La poesía también es talento

Roberto Muelas Lobato · 23 abril, 2018

¿Todavía no te has enterado? Un poeta ha ganado el concurso televisivo Got Talent. El joven César Brandon ha conseguido cautivar al público solo con sus palabras, sin florituras, con poesía. Solo, en un gran escenario, ante cientos de personas, ha llegado a los corazones de cientos de personas con palabras, sin cantar ni gesticular, solo recitando poesía.

Pero resulta que la vida de César no ha sido un camino libre de grandes obstáculos. Nacido en Guinea Ecuatorial, emigró a España hace siete años. Si escribir poesía no es algo al alcance de todos, imagínate la dificultad que supone hacerlo en un idioma que no es el materno. Si bien no carece de habilidad, bien sabemos que sin el esfuerzo, sin el trabajo duro, la esperanza y la insistencia, los éxitos no suelen ser posibles.

Poesía del cero

César se dio a conocer al gran público con un poema titulado la poesía del cero. En él relata la historia de cómo el cero encuentra al uno y comparten su felicidad, hasta que acaba dejándolo por el menos uno. Una metáfora de números sobre el amor verdadero. Amor que no siempre dura.

Con mucho humor y un rápido recitar, César relata las aventuras y desventuras de dos números. Pero no por ello nos encontramos con un absurdo y vacío poema. La poesía, con todas sus metáforas siempre nos da que pensar. Nos hace llegar a diferentes interpretaciones, posiblemente alejadas de la realidad del autor, pero siempre ajustadas la nuestra. Un ejemplo lo encontramos al final del poema: “empezó a contar hasta lo que más miedo le daba, el infinito, o, tal vez, dos”. ¿Cómo de cerca están nuestros miedos?

Luna y tierra

Con un tono más dramático, César volvió a levantar al público contándonos la historia de otros dos enamorados, esta vez muy tímidos. Se trataba de la tierra y la luna. Con este maravilloso poema, César nos describe las hipotéticas cosas que la tierra pensaría en contarle a la luna para conquistarla. Por ejemplo, “que en la tierra todos éramos ciudadanos de un lugar llamado primer mundo porque el segundo nos sabía a poco y el tercero estaba en vías de desarrollo”.

Además, este poema está cargado de críticas sociales. Versos como “los refugiados no están hechos de opiniones de internet” no dejan indiferente a quien los escucha. Y es que la vida no es fácil porque, como dice César, “dos sí se pelean aunque uno no quiere y al revés, que uno no tiene suficiente con dos y busca a tres para inventarse que son felices los cuatro hasta que se multiplica el problema y cuatro acaba llamando al 016”.

Mamá

El último poema, con el que ganó el concurso tuvo un tono más solemne. El poema, como su nombre indica estaba dedicado a su madre, a la que compara con los parámetros predeterminados del word, ya que prefiere que su madre no tenga “el cuerpo del Calibri, los once puntos y el uno punto cero del espaciado”. Porque él la quiere “recta, a doble espacio y en Times New Roman”.

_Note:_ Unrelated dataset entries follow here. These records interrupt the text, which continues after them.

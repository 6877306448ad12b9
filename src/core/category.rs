//! Category business logic - creation and category-fund relationship
//! editing.
//!
//! Every mutation of a category's relationships invalidates that category's
//! cache entries as part of the same logical operation, so the resolver
//! never serves a fund set that no longer exists.

use crate::{
    core::{
        cache::RelationshipCache,
        resolver::{
            self, DeletionCheck, relationships_for_category, validate_category_fund_deletion,
            validate_category_fund_update,
        },
    },
    entities::{Category, CategoryFundRelationship, Fund, category, category_fund_relationship},
    errors::{Error, Result},
};
use sea_orm::{Set, TransactionTrait, prelude::*};
use tracing::info;

/// Creates a new category, optionally carrying a legacy single-fund pointer
/// (which must reference an existing fund).
pub async fn create_category<C>(
    db: &C,
    name: String,
    legacy_fund_id: Option<i64>,
) -> Result<category::Model>
where
    C: ConnectionTrait,
{
    if name.trim().is_empty() {
        return Err(Error::Validation {
            message: "Category name cannot be empty".to_string(),
        });
    }

    if let Some(fund_id) = legacy_fund_id {
        Fund::find_by_id(fund_id)
            .one(db)
            .await?
            .ok_or(Error::FundNotFound { fund_id })?;
    }

    let new_category = category::ActiveModel {
        name: Set(name.trim().to_string()),
        fund_id: Set(legacy_fund_id),
        ..Default::default()
    };

    let result = new_category.insert(db).await?;
    info!(category_id = result.id, name = %result.name, "Created category");
    Ok(result)
}

/// Finds a category by its unique ID.
pub async fn get_category<C>(db: &C, category_id: i64) -> Result<Option<category::Model>>
where
    C: ConnectionTrait,
{
    Category::find_by_id(category_id)
        .one(db)
        .await
        .map_err(Into::into)
}

/// Attaches a fund to a category, creating a relationship row stamped with
/// the current time. Duplicate attachments are rejected. Invalidates the
/// category's cache entries.
pub async fn attach_fund_to_category(
    db: &DatabaseConnection,
    cache: &RelationshipCache,
    category_id: i64,
    fund_id: i64,
) -> Result<category_fund_relationship::Model> {
    Category::find_by_id(category_id)
        .one(db)
        .await?
        .ok_or(Error::CategoryNotFound { category_id })?;
    Fund::find_by_id(fund_id)
        .one(db)
        .await?
        .ok_or(Error::FundNotFound { fund_id })?;

    let existing = CategoryFundRelationship::find()
        .filter(category_fund_relationship::Column::CategoryId.eq(category_id))
        .filter(category_fund_relationship::Column::FundId.eq(fund_id))
        .one(db)
        .await?;
    if existing.is_some() {
        return Err(Error::Validation {
            message: format!("Fund {fund_id} is already associated with category {category_id}"),
        });
    }

    let relationship = category_fund_relationship::ActiveModel {
        category_id: Set(category_id),
        fund_id: Set(fund_id),
        created_at: Set(chrono::Utc::now()),
        ..Default::default()
    };
    let result = relationship.insert(db).await?;

    cache.invalidate(category_id).await;
    info!(category_id, fund_id, "Attached fund to category");
    Ok(result)
}

/// Replaces the category's fund set with `new_fund_ids`.
///
/// Retained relationships keep their original `created_at`, so the
/// category's default fund survives edits that keep it. Additions and
/// removals happen in one transaction; the category's cache entries are
/// invalidated afterwards. Returns the validation warnings (one per removed
/// fund with expense history).
pub async fn update_category_funds(
    db: &DatabaseConnection,
    cache: &RelationshipCache,
    category_id: i64,
    new_fund_ids: &[i64],
) -> Result<Vec<String>> {
    let warnings = validate_category_fund_update(db, category_id, new_fund_ids).await?;

    let current = relationships_for_category(db, category_id).await?;
    let current_fund_ids: Vec<i64> = current.iter().map(|r| r.fund_id).collect();

    let txn = db.begin().await?;
    for relationship in &current {
        if !new_fund_ids.contains(&relationship.fund_id) {
            relationship.clone().delete(&txn).await?;
        }
    }
    let now = chrono::Utc::now();
    for &fund_id in new_fund_ids {
        if !current_fund_ids.contains(&fund_id) {
            let relationship = category_fund_relationship::ActiveModel {
                category_id: Set(category_id),
                fund_id: Set(fund_id),
                created_at: Set(now),
                ..Default::default()
            };
            relationship.insert(&txn).await?;
        }
    }
    txn.commit().await?;

    cache.invalidate(category_id).await;
    info!(
        category_id,
        fund_count = new_fund_ids.len(),
        warning_count = warnings.len(),
        "Updated category fund set"
    );
    Ok(warnings)
}

/// Removes a single (category, fund) relationship.
///
/// Historical expenses never block the removal; the returned
/// [`DeletionCheck`] carries the warnings the caller must surface.
pub async fn remove_category_fund(
    db: &DatabaseConnection,
    cache: &RelationshipCache,
    category_id: i64,
    fund_id: i64,
) -> Result<DeletionCheck> {
    let check = validate_category_fund_deletion(db, category_id, fund_id).await?;

    CategoryFundRelationship::delete_many()
        .filter(category_fund_relationship::Column::CategoryId.eq(category_id))
        .filter(category_fund_relationship::Column::FundId.eq(fund_id))
        .exec(db)
        .await?;

    cache.invalidate(category_id).await;
    info!(
        category_id,
        fund_id,
        warning_count = check.warnings.len(),
        "Removed category-fund relationship"
    );
    Ok(check)
}

/// Convenience lookup combining the cache and the resolver, exposed for
/// callers that only need the raw relationship rows.
pub async fn category_relationships_cached(
    db: &DatabaseConnection,
    cache: &RelationshipCache,
    category_id: i64,
) -> Result<Vec<category_fund_relationship::Model>> {
    resolver::relationships_for_category_cached(db, cache, category_id).await
}

#[cfg(test)]
mod tests {
    #![allow(clippy::unwrap_used)]
    use super::*;
    use crate::test_utils::*;

    #[tokio::test]
    async fn test_create_category_validation() -> Result<()> {
        let db = setup_test_db().await?;

        let result = create_category(&db, "  ".to_string(), None).await;
        assert!(matches!(result.unwrap_err(), Error::Validation { .. }));

        let result = create_category(&db, "Groceries".to_string(), Some(999)).await;
        assert!(matches!(
            result.unwrap_err(),
            Error::FundNotFound { fund_id: 999 }
        ));

        Ok(())
    }

    #[tokio::test]
    async fn test_get_category_roundtrip() -> Result<()> {
        let db = setup_test_db().await?;
        let created = create_test_category(&db, "Groceries").await?;

        let found = get_category(&db, created.id).await?.unwrap();
        assert_eq!(found.id, created.id);
        assert_eq!(found.name, "Groceries");

        assert!(get_category(&db, 999).await?.is_none());

        Ok(())
    }

    #[tokio::test]
    async fn test_attach_fund_rejects_duplicates() -> Result<()> {
        let db = setup_test_db().await?;
        let cache = test_cache();
        let fund = create_test_fund(&db, "Main").await?;
        let category = create_test_category(&db, "Groceries").await?;

        attach_fund_to_category(&db, &cache, category.id, fund.id).await?;
        let result = attach_fund_to_category(&db, &cache, category.id, fund.id).await;
        assert!(matches!(result.unwrap_err(), Error::Validation { .. }));

        Ok(())
    }

    #[tokio::test]
    async fn test_attach_fund_invalidates_cache() -> Result<()> {
        let db = setup_test_db().await?;
        let cache = test_cache();
        let fund_a = create_test_fund(&db, "Fund A").await?;
        let fund_b = create_test_fund(&db, "Fund B").await?;
        let category = create_test_category(&db, "Groceries").await?;
        attach_fund_to_category(&db, &cache, category.id, fund_a.id).await?;

        // Warm the cache with the single-fund set
        let resolved =
            resolver::resolve_funds_for_category_cached(&db, &cache, category.id).await?;
        assert_eq!(resolved.funds.len(), 1);

        // Attaching another fund must not leave the stale set served
        attach_fund_to_category(&db, &cache, category.id, fund_b.id).await?;
        let resolved =
            resolver::resolve_funds_for_category_cached(&db, &cache, category.id).await?;
        assert_eq!(resolved.funds.len(), 2);

        Ok(())
    }

    #[tokio::test]
    async fn test_update_category_funds_preserves_retained_created_at() -> Result<()> {
        let db = setup_test_db().await?;
        let cache = test_cache();
        let fund_a = create_test_fund(&db, "Fund A").await?;
        let fund_b = create_test_fund(&db, "Fund B").await?;
        let fund_c = create_test_fund(&db, "Fund C").await?;
        let category = create_test_category(&db, "Groceries").await?;
        attach_fund_at(&db, category.id, fund_a.id, utc_datetime(2024, 1, 1)).await?;
        attach_fund_at(&db, category.id, fund_b.id, utc_datetime(2024, 1, 2)).await?;

        // Keep A, drop B, add C
        let warnings =
            update_category_funds(&db, &cache, category.id, &[fund_a.id, fund_c.id]).await?;
        assert!(warnings.is_empty());

        let relationships = relationships_for_category(&db, category.id).await?;
        assert_eq!(relationships.len(), 2);
        // A kept its original timestamp, so it remains the default
        assert_eq!(relationships[0].fund_id, fund_a.id);
        assert_eq!(relationships[0].created_at, utc_datetime(2024, 1, 1));
        assert_eq!(relationships[1].fund_id, fund_c.id);

        let default =
            resolver::resolve_default_fund_for_category(&db, category.id).await?;
        assert_eq!(default, Some(fund_a.id));

        Ok(())
    }

    #[tokio::test]
    async fn test_update_category_funds_reports_orphan_warnings() -> Result<()> {
        let db = setup_test_db().await?;
        let cache = test_cache();
        let fund_a = create_test_fund(&db, "Fund A").await?;
        let fund_b = create_test_fund(&db, "Fund B").await?;
        let category = create_test_category(&db, "Groceries").await?;
        attach_fund(&db, category.id, fund_a.id).await?;
        create_test_expense(&db, &cache, category.id, fund_a.id, 12.0).await?;

        let warnings = update_category_funds(&db, &cache, category.id, &[fund_b.id]).await?;
        assert_eq!(warnings.len(), 1);
        assert!(warnings[0].contains("1 existing"));

        // The replacement still happened; history is immutable but the set changed
        let relationships = relationships_for_category(&db, category.id).await?;
        assert_eq!(relationships.len(), 1);
        assert_eq!(relationships[0].fund_id, fund_b.id);

        Ok(())
    }

    #[tokio::test]
    async fn test_category_relationships_cached_roundtrip() -> Result<()> {
        let db = setup_test_db().await?;
        let cache = test_cache();
        let fund = create_test_fund(&db, "Main").await?;
        let category = create_test_category(&db, "Groceries").await?;
        attach_fund(&db, category.id, fund.id).await?;

        let direct = relationships_for_category(&db, category.id).await?;
        let cached = category_relationships_cached(&db, &cache, category.id).await?;
        assert_eq!(direct, cached);
        assert!(cache.get_relationships(category.id).await.is_some());

        // Removing the relationship invalidates the cached rows
        remove_category_fund(&db, &cache, category.id, fund.id).await?;
        assert!(cache.get_relationships(category.id).await.is_none());

        Ok(())
    }

    #[tokio::test]
    async fn test_remove_category_fund_roundtrip() -> Result<()> {
        let db = setup_test_db().await?;
        let cache = test_cache();
        let fund = create_test_fund(&db, "Main").await?;
        let category = create_test_category(&db, "Groceries").await?;
        attach_fund(&db, category.id, fund.id).await?;

        let check = remove_category_fund(&db, &cache, category.id, fund.id).await?;
        assert_eq!(check.expense_count, 0);
        assert!(check.warnings.is_empty());

        let relationships = relationships_for_category(&db, category.id).await?;
        assert!(relationships.is_empty());

        // A second removal is a hard error: the relationship is gone
        let result = remove_category_fund(&db, &cache, category.id, fund.id).await;
        assert!(matches!(
            result.unwrap_err(),
            Error::RelationshipNotFound { .. }
        ));

        Ok(())
    }
}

Arrepentido de su juventud, César resalta las enseñanzas de su madre que no supo valorar en su momento. Sin infravalorar la figura de un padre, del cual nos dice que “son todos aquellos a los que los sueños les quedan pequeños, a lo poco que duermen para cumplirlos y aparte…”. Comparándose con una falta de ortografía nos da una verdadera lección de humanidad.

Un justo vencedor

Su victoria representa un monumento a los amantes de la lectura y de la escritura. César ha conseguido que una disciplina tan desprestigiada como la poesía esté en boca de todos. En un país donde el nivel de lectura está por debajo de un libro al año, donde los programas más vistos rechazan cualquier tipo de cultura y respeto, donde se valora más hacer el ridículo que la habilidad y el trabajo. En ese país, César Brandon ha podido cumplir uno de sus sueños y, aunque seguramente esté muy agradecido, deberíamos ser nosotros los agradecidos, por recordarnos que todavía sabemos soñar.

Y es que la poesía también es psicología. Parafraseando a Eduardo Galeano, “dicen los científicos que estamos hechos de átomos, a mí me dijo un pajarito que estamos hechos de historias”, porque eso son las personas, historias que se pueden contar de muchas formas. Por ello, la diversidad, el multiculturalismo y la apertura mental son tan importantes. Cuanto mayor sea nuestro vocabulario, más bonita será nuestra historia. El talento está detrás de las oportunidades.